WORK REQUEST: Copy every line of the records below where the word "ChaikinResult" occurs.

THE RECORDS:
---
//! The Chaikin3D transform.
//!
//! ## Algorithm
//!
//! 1. Optionally order each node's main edges into a fan around it.
//! 2. Truncate every vertex: one sub-node per incident main edge, placed
//!    along that edge. The edge itself is moved onto the sub-node, so after
//!    all vertices are processed each old main edge joins two sub-nodes.
//!    The sub-nodes of one vertex form a new face.
//! 3. Rebuild every old face: each side (a, b) was a main edge, and that
//!    edge now joins a sub-node of `a` to a sub-node of `b`. Walking the
//!    sides in order and taking both ends of each moved edge yields the
//!    shrunken face. Sides without a main edge fall back to picking the
//!    sub-node of `a` closest to `b` and vice versa.
//! 4. Wind every vertex face against the rebuilt faces around it, then add
//!    the triangulation diagonals.
//!
//! ```text
//!   before            after
//!   a-------b         .--x-----y--.
//!   |       |         |           |
//! ```
//!
//! ## Ratios
//!
//! A vertex is cut at `1/k` of each edge. The far end of an edge is either an
//! untouched vertex (base ratio `(k-1)/k`) or a sub-node from truncating the
//! other end first (special ratio `(k-2)/(k-1)`, measured on the already
//! shortened edge). Both land the cut at `1/k` of the original length.
//!
//! The input polyhedron is never modified: the transform runs on a copy of
//! its arena and splits the new generation out of it at the end.

use std::time::Instant;

use chaikin_config::{ChaikinConfig, MIN_EXCLUSIVE_COEFFICIENT, OrderEdges, Verbosity};
use tracing::{debug, info, trace, warn};

use super::Polyhedron;
use crate::error::{ChaikinError, ChaikinResult};
use crate::geometry;
use crate::graph::MeshGraph;
use crate::group::Group;
use crate::identity::{IdMap, IdSet};
use crate::types::{ArenaId, EdgeFilter, EdgeId, EdgeType, NodeId};

/// Progress is reported every this many nodes or groups
pub const VERBOSE_STEP: usize = 100;

/// Where corners are cut along an edge
#[derive(Debug, Clone, Copy, PartialEq)]
pub struct TruncationRatios {
    /// Far end is an original vertex
    pub base: f64,
    /// Far end was already truncated during this generation
    pub special: f64,
}

impl TruncationRatios {
    pub fn new(coefficient: f64) -> ChaikinResult<Self> {
        if !coefficient.is_finite() || coefficient <= MIN_EXCLUSIVE_COEFFICIENT {
            return Err(ChaikinError::InvalidCoefficient(coefficient));
        }
        Ok(Self {
            base: (coefficient - 1.0) / coefficient,
            special: (coefficient - 2.0) / (coefficient - 1.0),
        })
    }
}

impl Polyhedron {
    /// Apply one Chaikin3D generation and return the resulting polyhedron.
    ///
    /// # Errors
    ///
    /// - `InvalidCoefficient` if `coefficient` is not a finite number above 2
    /// - inconsistent-topology errors if a face cannot be rebuilt or the
    ///   result fails validation
    pub fn chaikin3d(
        &self,
        coefficient: f64,
        order_edges: OrderEdges,
        verbosity: Verbosity,
    ) -> ChaikinResult<Polyhedron> {
        let ratios = TruncationRatios::new(coefficient)?;
        let started = Instant::now();

        let mut work = self.graph.clone();
        if order_edges.applies_to(self.initial_mesh) {
            debug!("chaikin3d: ordering the edge lists of {} nodes", work.node_count());
            order_node_edges(&mut work, &self.groups)?;
        }

        // Vertex truncation
        let total_nodes = work.node_count();
        let mut sub_nodes: IdMap<NodeId, Vec<NodeId>> = IdMap::with_capacity(total_nodes);
        let mut owner: IdMap<NodeId, NodeId> = IdMap::new();
        let mut vertex_groups = Vec::with_capacity(total_nodes);
        for index in 0..total_nodes {
            if verbosity.reports_progress() && index % VERBOSE_STEP == 0 {
                info!(
                    "chaikin3d: [{}/{}] nodes truncated ({:.2}%)",
                    index,
                    total_nodes,
                    100.0 * index as f64 / total_nodes as f64
                );
            }
            let node = NodeId::from_index(index);
            let subs = truncate_node(&mut work, node, total_nodes, ratios, verbosity)?;
            if subs.is_empty() {
                debug!("chaikin3d: {:?} has no main edges, dropping it", node);
                continue;
            }
            let group = Group::new(subs.clone());
            group.cycle_connect(&mut work, EdgeType::Main)?;
            for &sub in &subs {
                owner.insert(sub, node);
            }
            sub_nodes.insert(node, subs);
            vertex_groups.push((node, group));
        }

        // Surface reconstruction
        let total_groups = self.groups.len();
        let mut surface_groups = Vec::with_capacity(total_groups);
        for (index, old_group) in self.groups.iter().enumerate() {
            if verbosity.reports_progress() && index % VERBOSE_STEP == 0 {
                info!(
                    "chaikin3d: [{}/{}] faces rebuilt ({:.2}%)",
                    index,
                    total_groups,
                    100.0 * index as f64 / total_groups as f64
                );
            }
            let cycle = old_group.ogroup().ok_or(ChaikinError::GroupNotOrdered)?;
            let nodes = shrink_face(&self.graph, &work, &sub_nodes, cycle)?;
            surface_groups.push(Group::pre_ordered(nodes));
        }

        // A rebuilt face passes two sub-nodes of the same vertex in a row;
        // the vertex face must pass them the other way round
        let mut corner_sides: IdMap<NodeId, (NodeId, NodeId)> = IdMap::with_capacity(total_nodes);
        for group in &surface_groups {
            let cycle = group.nodes();
            for (i, &a) in cycle.iter().enumerate() {
                let b = cycle[(i + 1) % cycle.len()];
                if let (Some(&va), Some(&vb)) = (owner.get(a), owner.get(b)) {
                    if va == vb {
                        corner_sides.insert(va, (a, b));
                    }
                }
            }
        }
        for (node, group) in &mut vertex_groups {
            group.order(&work)?;
            if let Some(&(a, b)) = corner_sides.get(*node) {
                if group.follows(a, b) {
                    group.reverse();
                }
            }
            group.inter_connect(&mut work, EdgeType::Graphical, false)?;
        }
        for group in &mut surface_groups {
            group.inter_connect(&mut work, EdgeType::Graphical, false)?;
        }

        // Split the new generation out of the working arena
        work.retain_nodes_from(total_nodes)?;
        let mut groups: Vec<Group> = vertex_groups
            .into_iter()
            .map(|(_, group)| group)
            .chain(surface_groups)
            .collect();
        for group in &mut groups {
            group.remap_nodes(|id| NodeId::from_index(id.index() - total_nodes));
        }

        let result = Polyhedron::new(work, groups, false)?;
        result.validate()?;
        debug!(
            "chaikin3d: {} nodes / {} groups -> {} nodes / {} groups in {:.3?}",
            total_nodes,
            total_groups,
            result.node_count(),
            result.group_count(),
            started.elapsed()
        );
        Ok(result)
    }

    /// Apply `config.generations` transforms in a row
    pub fn subdivide(&self, config: &ChaikinConfig) -> ChaikinResult<Polyhedron> {
        let mut current = self.clone();
        for generation in 0..config.generations {
            debug!("subdivide: generation {}", generation + 1);
            current = current.chaikin3d(config.coefficient, config.order_edges, config.verbosity)?;
        }
        Ok(current)
    }

    /// This polyhedron followed by each of the `config.generations`
    /// generations derived from it
    pub fn evolution(&self, config: &ChaikinConfig) -> ChaikinResult<Vec<Polyhedron>> {
        let mut generations = Vec::with_capacity(config.generations as usize + 1);
        let mut current = self.clone();
        for _ in 0..config.generations {
            let next = current.chaikin3d(config.coefficient, config.order_edges, config.verbosity)?;
            generations.push(std::mem::replace(&mut current, next));
        }
        generations.push(current);
        Ok(generations)
    }

    /// Order every node's main edges into a fan in place. Returns the number
    /// of nodes whose edges could not be ordered.
    pub fn order_edges(&mut self) -> ChaikinResult<usize> {
        order_node_edges(&mut self.graph, &self.groups)
    }
}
---
WORKED SOLUTION:
use crate::error::{ChaikinError, ChaikinResult};
    pub fn new(coefficient: f64) -> ChaikinResult<Self> {
    ) -> ChaikinResult<Polyhedron> {
    pub fn subdivide(&self, config: &ChaikinConfig) -> ChaikinResult<Polyhedron> {
    pub fn evolution(&self, config: &ChaikinConfig) -> ChaikinResult<Vec<Polyhedron>> {
    pub fn order_edges(&mut self) -> ChaikinResult<usize> {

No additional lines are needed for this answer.